Hoving's two cut-paper pieces represent a positive and negative version of the same image of a hunter in the woods with a bear, and they're the same size and of the same palette. Standing in the center of the gallery and looking at one of the pieces, a viewer will experience an uncanny sense of something happening behind his or her back. That's probably because Hoving combines patterns and layering to the point where her images seem to be moving, making the play of opposites between these two wall pieces all the more visceral.

Getting personal

Gallery Joe's "new talent 2010" is a quiet little show of mostly non-Philadelphians that doesn't even make use of the gallery's vault space. But the works it does present fall remarkably well within the gallery's aesthetic. Think lots of small marks and gestures borne of highly personal observations.

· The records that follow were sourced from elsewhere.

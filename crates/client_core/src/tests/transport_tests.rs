use super::*;
use crate::mock_service::{record, MockService};

fn backend(base_url: &str) -> HttpStudentBackend {
    HttpStudentBackend::new(base_url, Duration::from_secs(5)).expect("backend")
}

#[test]
fn builds_collection_and_record_urls() {
    let backend = backend("http://localhost:8080");
    assert_eq!(
        backend.students_url(None).expect("url").as_str(),
        "http://localhost:8080/students"
    );
    assert_eq!(
        backend.students_url(Some("7")).expect("url").as_str(),
        "http://localhost:8080/students/7"
    );
}

#[test]
fn keeps_base_path_prefix() {
    let backend = backend("http://records.local/api/");
    assert_eq!(
        backend.students_url(Some("7")).expect("url").as_str(),
        "http://records.local/api/students/7"
    );
}

#[test]
fn percent_encodes_typed_keys() {
    let backend = backend("http://localhost:8080");
    assert_eq!(
        backend.students_url(Some("1 2")).expect("url").as_str(),
        "http://localhost:8080/students/1%202"
    );
    assert_eq!(
        backend.students_url(Some("1/2")).expect("url").as_str(),
        "http://localhost:8080/students/1%2F2"
    );
}

#[test]
fn rejects_unusable_base_urls() {
    assert!(matches!(
        HttpStudentBackend::new("localhost 8080", Duration::from_secs(1)),
        Err(BackendError::Url(_))
    ));
    assert!(matches!(
        HttpStudentBackend::new("mailto:registrar@example.com", Duration::from_secs(1)),
        Err(BackendError::Url(_))
    ));
}

#[tokio::test]
async fn fetch_student_maps_missing_record_to_status() {
    let service = MockService::with_records(vec![record("Asha", 1, 90, "A")]).await;
    let backend = backend(&service.clone().spawn().await);

    let found = backend.fetch_student("1").await.expect("found");
    assert_eq!(found, record("Asha", 1, 90, "A"));

    let missing = backend.fetch_student("2").await;
    assert!(matches!(missing, Err(BackendError::Status(status)) if status.as_u16() == 404));
}

#[tokio::test]
async fn create_posts_snake_case_payload() {
    let service = MockService::default();
    let backend = backend(&service.clone().spawn().await);

    backend
        .create_student(&StudentPayload {
            name: "Asha".into(),
            roll_no: Some(1),
            marks: Some(90),
            grade: "A".into(),
        })
        .await
        .expect("create");

    assert_eq!(
        *service.last_body.lock().await,
        Some(serde_json::json!({"name": "Asha", "roll_no": 1, "marks": 90, "grade": "A"}))
    );
    assert_eq!(service.snapshot().await, vec![record("Asha", 1, 90, "A")]);
}

#[tokio::test]
async fn delete_addresses_record_by_roll_number() {
    let service = MockService::with_records(vec![record("Asha", 1, 90, "A")]).await;
    let backend = backend(&service.clone().spawn().await);

    backend.delete_student(RollNo(1)).await.expect("delete");

    assert_eq!(service.requests().await, vec!["DELETE /students/1".to_string()]);
    assert!(backend.fetch_students().await.expect("list").is_empty());
}
use std::process::ExitCode;

use anyhow::Result;
use clap::{Args as ClapArgs, Parser, Subcommand};
use client_core::{load_settings, ClientState, StudentClient};
use shared::domain::{RollNo, StudentDraft};
use tracing_subscriber::EnvFilter;

#[derive(Parser, Debug)]
#[command(name = "students", about = "Manage records on a student-records service")]
struct Args {
    /// Overrides the configured service address.
    #[arg(long, global = true)]
    backend_url: Option<String>,
    #[command(subcommand)]
    command: Command,
}

#[derive(Subcommand, Debug)]
enum Command {
    /// Print every record.
    List,
    /// Look up one record.
    Get { roll_no: String },
    /// Create a record.
    Add(RecordArgs),
    /// Replace the record with the given roll number.
    Update(RecordArgs),
    /// Remove a record, no confirmation asked.
    Delete { roll_no: i64 },
}

/// Fields are taken as typed; they are not validated beyond being present.
#[derive(ClapArgs, Debug)]
struct RecordArgs {
    #[arg(long, default_value = "")]
    name: String,
    #[arg(long, default_value = "")]
    roll_no: String,
    #[arg(long, default_value = "")]
    marks: String,
    #[arg(long, default_value = "")]
    grade: String,
}

impl From<RecordArgs> for StudentDraft {
    fn from(args: RecordArgs) -> Self {
        Self {
            name: args.name,
            roll_no: args.roll_no,
            marks: args.marks,
            grade: args.grade,
        }
    }
}

fn render_list(state: &ClientState) -> String {
    if state.students.is_empty() {
        return "No students.".to_string();
    }
    state
        .students
        .iter()
        .map(|student| student.summary_line())
        .collect::<Vec<_>>()
        .join("\n")
}

fn render_search(state: &ClientState) -> Option<String> {
    let found = state.search.result.as_ref()?;
    Some(format!(
        "Name: {}\nRoll No: {}\nMarks: {}\nGrade: {}",
        found.name, found.roll_no, found.marks, found.grade
    ))
}

#[tokio::main]
async fn main() -> Result<ExitCode> {
    tracing_subscriber::fmt()
        .with_env_filter(EnvFilter::try_from_default_env().unwrap_or_else(|_| "info".into()))
        .with_writer(std::io::stderr)
        .init();
    let args = Args::parse();

    let mut settings = load_settings();
    if let Some(backend_url) = args.backend_url {
        settings.backend_url = backend_url;
    }
    let mut client = StudentClient::from_settings(&settings)?;

    let outcome = match args.command {
        Command::List => client.list().await,
        Command::Get { roll_no } => {
            client.set_search_query(roll_no);
            client.search().await
        }
        Command::Add(record) => {
            client.set_form(record.into());
            client.create().await
        }
        Command::Update(record) => {
            client.set_form(record.into());
            client.update().await
        }
        Command::Delete { roll_no } => client.delete(RollNo(roll_no)).await,
    };

    if let Err(err) = outcome {
        eprintln!("{err}");
        return Ok(ExitCode::FAILURE);
    }

    match render_search(client.state()) {
        Some(found) => println!("{found}"),
        None => println!("{}", render_list(client.state())),
    }
    Ok(ExitCode::SUCCESS)
}
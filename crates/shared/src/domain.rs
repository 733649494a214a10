use std::fmt;

use serde::{Deserialize, Serialize};

use crate::protocol::{parse_int_prefix, StudentPayload};

macro_rules! id_newtype {
    ($name:ident) => {
        #[derive(Debug, Clone, Copy, PartialEq, Eq, Hash, Serialize, Deserialize)]
        #[serde(transparent)]
        pub struct $name(pub i64);

        impl fmt::Display for $name {
            fn fmt(&self, f: &mut fmt::Formatter<'_>) -> fmt::Result {
                self.0.fmt(f)
            }
        }
    };
}

id_newtype!(RollNo);

/// A student as stored by the records service. Field names match the wire format.
#[derive(Debug, Clone, PartialEq, Eq, Serialize, Deserialize)]
pub struct StudentRecord {
    pub name: String,
    pub roll_no: RollNo,
    pub marks: i64,
    pub grade: String,
}

impl StudentRecord {
    /// One-line rendering used by both front ends.
    pub fn summary_line(&self) -> String {
        format!(
            "{} (Roll No: {}) - {} Marks [{}]",
            self.name, self.roll_no, self.marks, self.grade
        )
    }
}

/// User-entered form text, not validated beyond presence of every field.
#[derive(Debug, Clone, Default, PartialEq, Eq)]
pub struct StudentDraft {
    pub name: String,
    pub roll_no: String,
    pub marks: String,
    pub grade: String,
}

impl StudentDraft {
    pub fn is_complete(&self) -> bool {
        [&self.name, &self.roll_no, &self.marks, &self.grade]
            .iter()
            .all(|field| !field.is_empty())
    }

    pub fn clear(&mut self) {
        *self = Self::default();
    }

    /// Coerces the numeric fields; text that does not start with an integer becomes `None`.
    pub fn to_payload(&self) -> StudentPayload {
        StudentPayload {
            name: self.name.clone(),
            roll_no: parse_int_prefix(&self.roll_no),
            marks: parse_int_prefix(&self.marks),
            grade: self.grade.clone(),
        }
    }
}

Mia Rosenthal, the lone Philadelphia-based artist, is showing two works from her series "Antoinette's Stamp Collection," each of which depicts compositions of British stamps drawn in ink and gouache in Rosenthal's typically whimsical style.

Richard Garrison's chart-like gouache and watercolor drawings are, in fact, charts, and record the colors used in advertising circulars in his Sunday newspaper.

Two of Martin Brief's drawings from his "Art Forum" series consist of tidy rows of minuscule handwritten names of artists he saw in the pages of Artforum magazine. You'll know if you need reading glasses.

Molly Heron's paintings of vividly colored, sinuous stripes in gouache on paper are influenced by her years of yoga practice and its breathing exercises. Visually, they're the anomalies of this show, but they, too, follow an idiosyncratic method.